Sekarang mereka satu sekolah lagi. Satu-satunya SMA negeri yang ada di Kecamatan Mungkid dan menempati urutan ke-124 dari 1000 SMA terbaik di Indonesia.Â
Makanya Samsul heran menjurus gelisah ketika mendapati Arjo melamun dan murung sendirian di pojok sebelah perpustakaan tadi. Belum pernah dilihatnya Arjo diam saja melamun dan tercenung begitu.
Namun segera dienyahkannya pikiran tentang Arjo sebab Samsul harus kembali konsentrasi ke pelajaran. Jam ini mata pelajaran Ekonomi yang diajar Bu Yuni. Mata pelajaran kesukaan Samsul karena dia ingin kuliah bisnis selepas SMA.
Sementara itu Jenang juga merasakan hal sama. Dilihatnya Arjo tidak fokus ke praktikum di Laboratorium Kimia. Mata Arjo menatap whiteboard, mencampur berbagai cairan, dan sesekali melihat ke arah Pak Firdaus yang memberi pengarahan, tapi pikirannya seperti melayang ke tempat lain.
Saat jam Kimia selesai Jenang tidak bisa bicara dengan Arjo sebab Arjo paling pertama meninggalkan laboratorium dan bergegas ke kelas. Di kelas Bu Dian sudah menunggu untuk mengajar Biologi.

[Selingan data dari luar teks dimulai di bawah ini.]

use std::fmt;

use chrono::{DateTime, Utc};
use serde::{Deserialize, Serialize};

use crate::modules::agent::AgentId;

pub type RecordId = u64;

/// Actor name used on events that no agent caused.
pub const SYSTEM_ACTOR: &str = "SYSTEM";

pub const TYPING_TEXT: &str = "typing a reply...";
pub const PENDING_TEXT: &str = "thinking...";

/// Unordered pair of agent names. `PairKey::new("B", "A") == PairKey::new("A", "B")`.
#[derive(Clone, Debug, PartialEq, Eq, Hash, PartialOrd, Ord, Serialize, Deserialize)]
pub struct PairKey {
    low: String,
    high: String,
}

impl PairKey {
    pub fn new(a: &str, b: &str) -> Self {
        let (low, high) = if a <= b { (a, b) } else { (b, a) };
        Self {
            low: low.to_string(),
            high: high.to_string(),
        }
    }

    pub fn low(&self) -> &str {
        &self.low
    }

    pub fn high(&self) -> &str {
        &self.high
    }

    pub fn contains(&self, name: &str) -> bool {
        self.low == name || self.high == name
    }
}

impl fmt::Display for PairKey {
    fn fmt(&self, f: &mut fmt::Formatter<'_>) -> fmt::Result {
        write!(f, "{}|{}", self.low, self.high)
    }
}

#[derive(Clone, Copy, Debug, PartialEq, Eq, Hash, Serialize, Deserialize)]
#[serde(rename_all = "kebab-case")]
pub enum DialogueKind {
    /// Reply in flight to a specific message.
    TypingPlaceholder,
    /// Opening line or continuation in flight.
    PendingPlaceholder,
    AiResponse,
    /// Scripted line written without generation.
    Initiated,
}

impl DialogueKind {
    pub fn is_placeholder(self) -> bool {
        matches!(
            self,
            DialogueKind::TypingPlaceholder | DialogueKind::PendingPlaceholder
        )
    }

    pub fn label(self) -> &'static str {
        match self {
            DialogueKind::TypingPlaceholder => "typing-placeholder",
            DialogueKind::PendingPlaceholder => "pending-placeholder",
            DialogueKind::AiResponse => "ai-response",
            DialogueKind::Initiated => "initiated",
        }
    }
}

#[derive(Clone, Debug, PartialEq, Serialize, Deserialize)]
pub struct DialogueRecord {
    pub id: RecordId,
    pub speaker_id: AgentId,
    pub speaker: String,
    pub target_id: AgentId,
    pub target: String,
    pub message: String,
    pub kind: DialogueKind,
    pub cycle: u64,
    pub timestamp: DateTime<Utc>,
    /// The message this record answers.
    pub response_to: Option<RecordId>,
    /// Text of the first reply this message received. Set once.
    pub response: Option<String>,
    pub response_id: Option<RecordId>,
}

impl DialogueRecord {
    pub fn placeholder(
        kind: DialogueKind,
        speaker: (AgentId, &str),
        target: (AgentId, &str),
        cycle: u64,
        now: DateTime<Utc>,
        response_to: Option<RecordId>,
    ) -> Self {
        let message = if kind == DialogueKind::TypingPlaceholder {
            TYPING_TEXT
        } else {
            PENDING_TEXT
        };
        Self {
            id: 0,
            speaker_id: speaker.0,
            speaker: speaker.1.to_string(),
            target_id: target.0,
            target: target.1.to_string(),
            message: message.to_string(),
            kind,
            cycle,
            timestamp: now,
            response_to,
            response: None,
            response_id: None,
        }
    }

    pub fn is_finalized(&self) -> bool {
        !self.kind.is_placeholder()
    }

    pub fn involves(&self, name: &str) -> bool {
        self.speaker == name || self.target == name
    }

    pub fn partner_of(&self, name: &str) -> Option<(AgentId, &str)> {
        if self.speaker == name {
            Some((self.target_id, &self.target))
        } else if self.target == name {
            Some((self.speaker_id, &self.speaker))
        } else {
            None
        }
    }

    pub fn pair(&self) -> PairKey {
        PairKey::new(&self.speaker, &self.target)
    }
}

#[derive(Clone, Copy, Debug, PartialEq, Eq, Serialize, Deserialize)]
#[serde(rename_all = "lowercase")]
pub enum MemoryKind {
    Observation,
    Interaction,
    Thought,
}

#[derive(Clone, Debug, PartialEq, Serialize, Deserialize)]
pub struct MemoryRecord {
    pub id: RecordId,
    pub agent_id: AgentId,
    pub kind: MemoryKind,
    pub content: String,
    pub significance: f64,
    pub cycle: u64,
    pub timestamp: DateTime<Utc>,
}

#[derive(Clone, Copy, Debug, PartialEq, Eq, Serialize, Deserialize)]
#[serde(rename_all = "lowercase")]
pub enum ThoughtKind {
    Reflection,
    /// Canned reflection used when generation never delivered.
    Scripted,
}

#[derive(Clone, Debug, PartialEq, Serialize, Deserialize)]
pub struct ThoughtRecord {
    pub id: RecordId,
    pub agent_id: AgentId,
    pub agent: String,
    pub thought: String,
    pub kind: ThoughtKind,
    pub significance: f64,
    pub cycle: u64,
    pub timestamp: DateTime<Utc>,
}

#[derive(Clone, Debug, PartialEq, Serialize, Deserialize)]
pub struct RelationshipRecord {
    pub pair: PairKey,
    /// Affinity in [-1, 1].
    pub value: f64,
    pub updated_at: DateTime<Utc>,
}

impl RelationshipRecord {
    pub fn adjust(&mut self, delta: f64, now: DateTime<Utc>) -> f64 {
        self.value = (self.value + delta).clamp(-1.0, 1.0);
        self.updated_at = now;
        self.value
    }
}

#[derive(Clone, Copy, Debug, PartialEq, Eq, Serialize, Deserialize)]
#[serde(rename_all = "lowercase")]
pub enum EventKind {
    Dialogue,
    Reflection,
    Interaction,
    World,
}

#[derive(Clone, Debug, PartialEq, Serialize, Deserialize)]
pub struct EventRecord {
    pub id: RecordId,
    pub kind: EventKind,
    pub text: String,
    pub actor: String,
    pub other: Option<String>,
    pub cycle: u64,
    pub timestamp: DateTime<Utc>,
}

impl EventRecord {
    pub fn new(
        kind: EventKind,
        text: impl Into<String>,
        actor: &str,
        other: Option<&str>,
        cycle: u64,
        now: DateTime<Utc>,
    ) -> Self {
        Self {
            id: 0,
            kind,
            text: text.into(),
            actor: actor.to_string(),
            other: other.map(str::to_string),
            cycle,
            timestamp: now,
        }
    }

    pub fn mentions(&self, name: &str) -> bool {
        self.actor == name || self.other.as_deref() == Some(name)
    }
}

#[derive(Clone, Copy, Debug, PartialEq, Eq, Serialize, Deserialize)]
#[serde(rename_all = "lowercase")]
pub enum SenderKind {
    User,
    Agent,
}

#[derive(Clone, Debug, PartialEq, Serialize, Deserialize)]
pub struct HumanChatRecord {
    pub id: RecordId,
    pub user: String,
    pub agent_id: AgentId,
    pub sender: SenderKind,
    pub message: Option<String>,
    pub response: Option<String>,
    pub conversation_id: String,
    pub task_id: Option<String>,
    pub timestamp: DateTime<Utc>,
    pub response_received: bool,
}

#[cfg(test)]
mod tests {
    use super::*;

    #[test]
    fn pair_key_ignores_order() {
        let ab = PairKey::new("Neuron-100", "Synth-200");
        let ba = PairKey::new("Synth-200", "Neuron-100");
        assert_eq!(ab, ba);
        assert_eq!(ab.low(), "Neuron-100");
        assert_eq!(ab.to_string(), "Neuron-100|Synth-200");
        assert!(ab.contains("Synth-200"));
        assert!(!ab.contains("Mind-300"));
    }

    #[test]
    fn relationship_is_clamped() {
        let now = Utc::now();
        let mut rel = RelationshipRecord {
            pair: PairKey::new("a", "b"),
            value: 0.95,
            updated_at: now,
        };
        assert_eq!(rel.adjust(0.2, now), 1.0);
        assert_eq!(rel.adjust(-3.0, now), -1.0);
    }

    #[test]
    fn placeholder_text_depends_on_kind() {
        let now = Utc::now();
        let typing = DialogueRecord::placeholder(
            DialogueKind::TypingPlaceholder,
            (1, "a"),
            (2, "b"),
            3,
            now,
            Some(9),
        );
        assert_eq!(typing.message, TYPING_TEXT);
        assert!(!typing.is_finalized());
        assert_eq!(typing.partner_of("b"), Some((1, "a")));

        let pending =
            DialogueRecord::placeholder(DialogueKind::PendingPlaceholder, (1, "a"), (2, "b"), 3, now, None);
        assert_eq!(pending.message, PENDING_TEXT);
    }
}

Gadis berambut lurus, berkelopak mata tipis, dan berlesung pipi itu punya nama asli Jenny, tapi karena sejak kelas 10 Jenny sering jajan aneka jenang di warung dekat sekolah, teman-teman jadi memanggilnya Jenang. Diluar jam pelajaran guru-guru kadang juga keceplosan memanggil Jenny dengan Jenang.
Matahari kemarau tahun ini tidak menghadirkan cuaca sumuk yang memeras peluh, tapi sinar teriknya cukup untuk menyengat kulit dan menyisakan rasa panas yang perih. Namun Jenang tetap pada niatnya.

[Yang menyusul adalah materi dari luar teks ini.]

use std::fmt;

use chrono::{DateTime, Utc};
use rand::RngCore;
use serde::{Deserialize, Serialize};

use crate::modules::agent::AgentId;
use crate::modules::limiter::CacheKey;
use crate::modules::llm::GenerationParams;
use crate::modules::records::RecordId;

#[derive(Clone, Copy, Debug, PartialEq, Eq, Hash, Serialize, Deserialize)]
#[serde(rename_all = "snake_case")]
pub enum RequestKind {
    Response,
    FirstMessage,
    Reflection,
    HumanResponse,
    Continuation,
}

impl RequestKind {
    pub fn label(self) -> &'static str {
        match self {
            RequestKind::Response => "response",
            RequestKind::FirstMessage => "first_message",
            RequestKind::Reflection => "reflection",
            RequestKind::HumanResponse => "human_response",
            RequestKind::Continuation => "continuation",
        }
    }

    /// Replies to people are always generated fresh.
    pub fn cacheable(self) -> bool {
        !matches!(self, RequestKind::HumanResponse)
    }
}

impl fmt::Display for RequestKind {
    fn fmt(&self, f: &mut fmt::Formatter<'_>) -> fmt::Result {
        f.write_str(self.label())
    }
}

#[derive(Clone, Debug, PartialEq, Eq, Hash, PartialOrd, Ord, Serialize, Deserialize)]
pub struct TaskId(String);

impl TaskId {
    /// `kind-agent-sequence-random`, unique for the life of the process.
    pub fn generate(kind: RequestKind, agent: &str, sequence: u64) -> Self {
        let mut bytes = [0u8; 4];
        rand::thread_rng().fill_bytes(&mut bytes);
        let slug: String = agent
            .chars()
            .map(|c| if c.is_alphanumeric() { c.to_ascii_lowercase() } else { '_' })
            .collect();
        Self(format!(
            "{}-{}-{:06}-{}",
            kind.label(),
            slug,
            sequence,
            hex::encode(bytes)
        ))
    }

    pub fn as_str(&self) -> &str {
        &self.0
    }
}

impl fmt::Display for TaskId {
    fn fmt(&self, f: &mut fmt::Formatter<'_>) -> fmt::Result {
        f.write_str(&self.0)
    }
}

/// What the worker needs to produce one piece of text.
#[derive(Clone, Debug, PartialEq)]
pub struct GenerationRequest {
    pub kind: RequestKind,
    /// Rate-limited identity: an agent name.
    pub agent: String,
    pub cache_key: CacheKey,
    pub params: GenerationParams,
    /// Published instead of a generated text when generation fails.
    pub fallback: String,
}

#[derive(Clone, Debug, PartialEq, Eq)]
pub struct AgentRef {
    pub id: AgentId,
    pub name: String,
}

impl AgentRef {
    pub fn new(id: AgentId, name: &str) -> Self {
        Self {
            id,
            name: name.to_string(),
        }
    }
}

/// Per-kind data needed to commit a result.
#[derive(Clone, Debug, PartialEq, Eq)]
pub enum TaskPayload {
    Answer {
        partner: AgentRef,
        original_id: RecordId,
        placeholder_id: RecordId,
    },
    FirstMessage {
        partner: AgentRef,
        placeholder_id: RecordId,
    },
    Continuation {
        partner: AgentRef,
        placeholder_id: RecordId,
    },
    Reflection,
    HumanAnswer {
        user: String,
        chat_id: RecordId,
        conversation_id: String,
    },
}

impl TaskPayload {
    pub fn kind(&self) -> RequestKind {
        match self {
            TaskPayload::Answer { .. } => RequestKind::Response,
            TaskPayload::FirstMessage { .. } => RequestKind::FirstMessage,
            TaskPayload::Continuation { .. } => RequestKind::Continuation,
            TaskPayload::Reflection => RequestKind::Reflection,
            TaskPayload::HumanAnswer { .. } => RequestKind::HumanResponse,
        }
    }

    pub fn partner_name(&self) -> Option<&str> {
        match self {
            TaskPayload::Answer { partner, .. }
            | TaskPayload::FirstMessage { partner, .. }
            | TaskPayload::Continuation { partner, .. } => Some(&partner.name),
            TaskPayload::HumanAnswer { user, .. } => Some(user),
            TaskPayload::Reflection => None,
        }
    }

    /// The dialogue placeholder this task will finalize, if it has one.
    pub fn placeholder_id_mut(&mut self) -> Option<&mut RecordId> {
        match self {
            TaskPayload::Answer { placeholder_id, .. }
            | TaskPayload::FirstMessage { placeholder_id, .. }
            | TaskPayload::Continuation { placeholder_id, .. } => Some(placeholder_id),
            TaskPayload::Reflection | TaskPayload::HumanAnswer { .. } => None,
        }
    }
}

/// A submitted request the scheduler is waiting on.
#[derive(Clone, Debug, PartialEq, Eq)]
pub struct PendingTask {
    pub task_id: TaskId,
    pub agent: AgentRef,
    pub payload: TaskPayload,
    pub cycle: u64,
    pub issued_at: DateTime<Utc>,
    /// Harvest polls that came back empty.
    pub attempts: u32,
}

impl PendingTask {
    pub fn new(
        task_id: TaskId,
        agent: AgentRef,
        payload: TaskPayload,
        cycle: u64,
        issued_at: DateTime<Utc>,
    ) -> Self {
        Self {
            task_id,
            agent,
            payload,
            cycle,
            issued_at,
            attempts: 0,
        }
    }

    pub fn kind(&self) -> RequestKind {
        self.payload.kind()
    }
}

#[cfg(test)]
mod tests {
    use super::*;

    #[test]
    fn task_ids_are_unique_and_readable() {
        let a = TaskId::generate(RequestKind::FirstMessage, "Neuron-100", 1);
        let b = TaskId::generate(RequestKind::FirstMessage, "Neuron-100", 1);
        assert_ne!(a, b);
        assert!(a.as_str().starts_with("first_message-neuron_100-000001-"));
    }

    #[test]
    fn only_human_replies_skip_the_cache() {
        assert!(!RequestKind::HumanResponse.cacheable());
        assert!(RequestKind::Response.cacheable());
        assert!(RequestKind::Reflection.cacheable());
    }

    #[test]
    fn only_dialogue_tasks_carry_a_placeholder() {
        let partner = AgentRef::new(2, "Synth-200");
        let mut answer = TaskPayload::Answer {
            partner: partner.clone(),
            original_id: 4,
            placeholder_id: 7,
        };
        if let Some(id) = answer.placeholder_id_mut() {
            *id = 9;
        }
        assert_eq!(
            answer,
            TaskPayload::Answer {
                partner,
                original_id: 4,
                placeholder_id: 9
            }
        );
        assert!(TaskPayload::Reflection.placeholder_id_mut().is_none());
    }
}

"Samsul!" panggil Jenang. "Tunggu, aku ikut motormu, ya. Tolong antar aku ke rumah Arjo."
"Tumben. Mau ngapain ke rumah Arjo? Aku mau langsung pulang, lagi gak pengin mampir ke mana-mana."
"Ayolah, nanti dari rumah Arjo aku pulang sendiri. Aku cuma minta tolong antar aja, kok. Mau, ya, antar aku?" pinta Jenang setengah memohon.
"Kenapa tadi gak bareng Arjo sekalian? Mobilmu kemana?"